The victims, most of them underprivileged boys, were sexually abused by respected local priests. When the priests’ transgressions became known, their lawyers asked victims and their families to sign confidentiality agreements and offered only minimal financial compensation. The transactions were kept off the record, reducing the chance of public outcry and full disclosure.
One might expect Spotlight to be fascinating because of the victims’ stories, but it’s the focus on the clerical and legal institutions that grabs the viewer. At first Garabedian is reluctant to participate in the investigation because his past efforts at whistle-blowing have gone unheeded. But his input becomes crucial for the Globe’s reporting, reminding viewers that each victim’s story must be heard and that justice must be pursued one case at a time. Spotlight explores how large institutions are implicated in crimes that are intimate and personal.

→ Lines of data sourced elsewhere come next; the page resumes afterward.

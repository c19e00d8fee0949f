//! Alert evaluator.
//!
//! Owns one [`Debouncer`] per configured signal and the control-channel
//! trackers. Decisions are made synchronously and in arrival order; the
//! resulting side effects are handed to the dispatcher and never awaited.

use serde_json::{Map, Value};
use tokio::sync::{mpsc, watch};
use tokio::time::Instant;
use tokio_util::sync::CancellationToken;

use super::debouncer::{Debouncer, Decision, SuppressReason};
use super::device::{ActuatorTracker, DeviceSnapshot, OnlineTracker};
use super::effect::Effect;
use super::signal::SignalSpec;
use crate::sink::EffectDispatcher;
use crate::telemetry::{ControlMessage, Inbound, Reading, Sample};
use crate::tracing::prelude::*;

const ONLINE_TITLE: &str = "✅ DEVICE ONLINE";
const ONLINE_BODY: &str = "The IoT device is back online!";
const OFFLINE_TITLE: &str = "🛑 DEVICE OFFLINE";
const OFFLINE_BODY: &str = "The IoT device went offline!\nLast Will and Testament triggered.";

/// Decision taken for one signal of a sample.
#[derive(Debug, Clone, PartialEq)]
pub struct SignalDecision {
    pub signal: String,
    pub value: f64,
    pub decision: Decision,
}

/// Everything a single sample produced.
#[derive(Debug, Clone, Default, PartialEq)]
pub struct Evaluation {
    pub decisions: Vec<SignalDecision>,
    pub effects: Vec<Effect>,
}

pub struct AlertEvaluator {
    debouncers: Vec<Debouncer>,
    online: OnlineTracker,
    actuators: ActuatorTracker,
    devices_tx: watch::Sender<DeviceSnapshot>,
}

impl AlertEvaluator {
    /// `specs` must already be validated.
    pub fn new<I, S>(specs: Vec<SignalSpec>, tracked_actuators: I) -> Self
    where
        I: IntoIterator<Item = S>,
        S: Into<String>,
    {
        let (devices_tx, _) = watch::channel(DeviceSnapshot::default());
        Self {
            debouncers: specs.into_iter().map(Debouncer::new).collect(),
            online: OnlineTracker::default(),
            actuators: ActuatorTracker::new(tracked_actuators),
            devices_tx,
        }
    }

    pub fn specs(&self) -> impl Iterator<Item = &SignalSpec> {
        self.debouncers.iter().map(Debouncer::spec)
    }

    /// Follow device presence and actuator states.
    pub fn subscribe_devices(&self) -> watch::Receiver<DeviceSnapshot> {
        self.devices_tx.subscribe()
    }

    /// Run every configured signal against `sample`, observed at `now`.
    ///
    /// Signals missing from the sample are skipped without touching
    /// their state; so are signals whose value is not a number.
    pub fn on_sample(&mut self, sample: &Sample, now: Instant) -> Evaluation {
        let mut evaluation = Evaluation::default();

        for debouncer in &mut self.debouncers {
            let spec = debouncer.spec();
            let value = match sample.reading(&spec.key) {
                Reading::Value(v) => v,
                Reading::Absent => {
                    debug!(signal = %spec.name, key = %spec.key, "Signal absent from sample");
                    continue;
                }
                Reading::NonNumeric => {
                    warn!(
                        signal = %spec.name,
                        key = %spec.key,
                        "Skipping signal with non-numeric value"
                    );
                    continue;
                }
            };

            let previous_streak = debouncer.streak();
            let decision = debouncer.evaluate(value, now);
            let spec = debouncer.spec();

            match decision {
                Decision::NoBreach => {
                    if previous_streak > 0 {
                        info!(signal = %spec.name, value, "Signal back to normal");
                    }
                }
                Decision::BreachBelowStreak { streak, required } => {
                    debug!(
                        signal = %spec.name,
                        value,
                        threshold = spec.threshold,
                        comparator = %spec.comparator,
                        streak,
                        required,
                        "Threshold breached"
                    );
                }
                Decision::Suppressed(SuppressReason::CooldownActive { remaining }) => {
                    debug!(
                        signal = %spec.name,
                        value,
                        remaining_ms = remaining.as_millis() as u64,
                        "Alert suppressed (cooldown)"
                    );
                }
                Decision::Fire { streak } => {
                    warn!(
                        signal = %spec.name,
                        value,
                        threshold = spec.threshold,
                        streak,
                        event_type = %spec.event_type,
                        "Alert fired"
                    );
                    evaluation.effects.extend(fire_effects(spec, value));
                }
            }

            evaluation.decisions.push(SignalDecision {
                signal: spec.name.clone(),
                value,
                decision,
            });
        }

        evaluation
    }

    /// React to a control-channel message. Not debounced.
    pub fn on_control(&mut self, message: &ControlMessage) -> Vec<Effect> {
        let mut effects = Vec::new();

        match message {
            ControlMessage::DeviceOnline(online) => {
                if let Some(online) = self.online.observe(*online) {
                    let (event_type, title, body) = if online {
                        ("DEVICE_ONLINE", ONLINE_TITLE, ONLINE_BODY)
                    } else {
                        ("DEVICE_OFFLINE", OFFLINE_TITLE, OFFLINE_BODY)
                    };
                    info!(online, "Device presence changed");

                    let mut details = Map::new();
                    details.insert("online".into(), Value::Bool(online));
                    effects.push(Effect::append(event_type, details));
                    effects.push(Effect::notify(title, body));
                }
            }

            ControlMessage::DeviceState(states) => {
                for (actuator, state) in states {
                    if !self.actuators.observe(actuator, state) {
                        continue;
                    }
                    let suffix = if state == "on" { "ON" } else { "OFF" };
                    let event_type = format!("{}_{suffix}", actuator.to_uppercase());
                    info!(actuator = %actuator, state = %state, "Actuator state changed");

                    let mut details = Map::new();
                    details.insert("state".into(), Value::String(state.clone()));
                    effects.push(Effect::append(event_type, details));
                }
            }
        }

        self.devices_tx.send_replace(DeviceSnapshot {
            online: self.online.current(),
            actuators: self.actuators.snapshot(),
        });

        effects
    }

    /// Consume inbound messages until cancelled or the source goes away.
    pub async fn run(
        mut self,
        mut rx: mpsc::Receiver<Inbound>,
        dispatcher: EffectDispatcher,
        cancel: CancellationToken,
    ) {
        info!(signals = self.debouncers.len(), "Alert evaluator started");
        for spec in self.specs() {
            info!(
                signal = %spec.name,
                key = %spec.key,
                rule = %format_args!("{} {}", spec.comparator, spec.threshold),
                streak = spec.streak_required,
                cooldown_ms = spec.cooldown.as_millis() as u64,
                resets_streak = spec.resets_streak_after_fire,
                "Monitoring"
            );
        }

        loop {
            let inbound = tokio::select! {
                _ = cancel.cancelled() => break,
                inbound = rx.recv() => match inbound {
                    Some(inbound) => inbound,
                    None => {
                        debug!("Telemetry channel closed");
                        break;
                    }
                },
            };

            let effects = match inbound {
                Inbound::Sample(sample) => {
                    dispatcher.save_sample(&sample);
                    self.on_sample(&sample, Instant::now()).effects
                }
                Inbound::Control(message) => self.on_control(&message),
            };
            for effect in effects {
                dispatcher.dispatch(effect);
            }
        }

        info!("Alert evaluator stopped");
    }
}

/// Side effects for a fired signal, in the order they are issued.
fn fire_effects(spec: &SignalSpec, value: f64) -> Vec<Effect> {
    let mut details = Map::new();
    details.insert(spec.detail_key.clone(), Value::from(value));

    let mut effects = vec![
        Effect::append(spec.event_type.clone(), details),
        Effect::notify(spec.title.clone(), spec.render_body(value)),
    ];
    if let Some(command) = &spec.command {
        effects.push(Effect::PublishCommand(command.clone()));
    }
    effects
}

The movie identifies more than one guilty party. Complicity occurs in the higher echelons of the Roman Catholic Church—especially under Cardinal Bernard Law’s leadership. But Globe editors admit their failure in not having seen the bigger picture sooner. And viewers will indict the legal system, which prevented victims from getting the help they needed.
Reporters Michael Rezendes (Mark Ruffalo) and Sacha Pfeiffer (Rachel McAdams) ponder what their investigation means for their own relationship to the church. Both were raised in Roman Catholic communities but attend infrequently or not at all. Sacha decides that she can no longer attend mass with her grandmother. Michael says he will never go back.
An advocate for the victims tells reporters that what happened is “not just physical abuse; it’s spiritual abuse.” The victims’ view of right and wrong, their trust in authority, and their sense of the holy have been distorted. Many victims felt conflicted when priests asked them to engage in illicit sexual acts. As one victim asks, “How do you say no to God?” The cover-up orchestrated by the Roman Catholic institution prompted the families of victims to ask a similar question: “How do you say no to the church?”
At the end of the film, Spotlight lists U.S. cities and cities abroad where clergy sexual abuse scandals have occurred. It’s a heavy-handed technique for a film to use, but it brings the message home.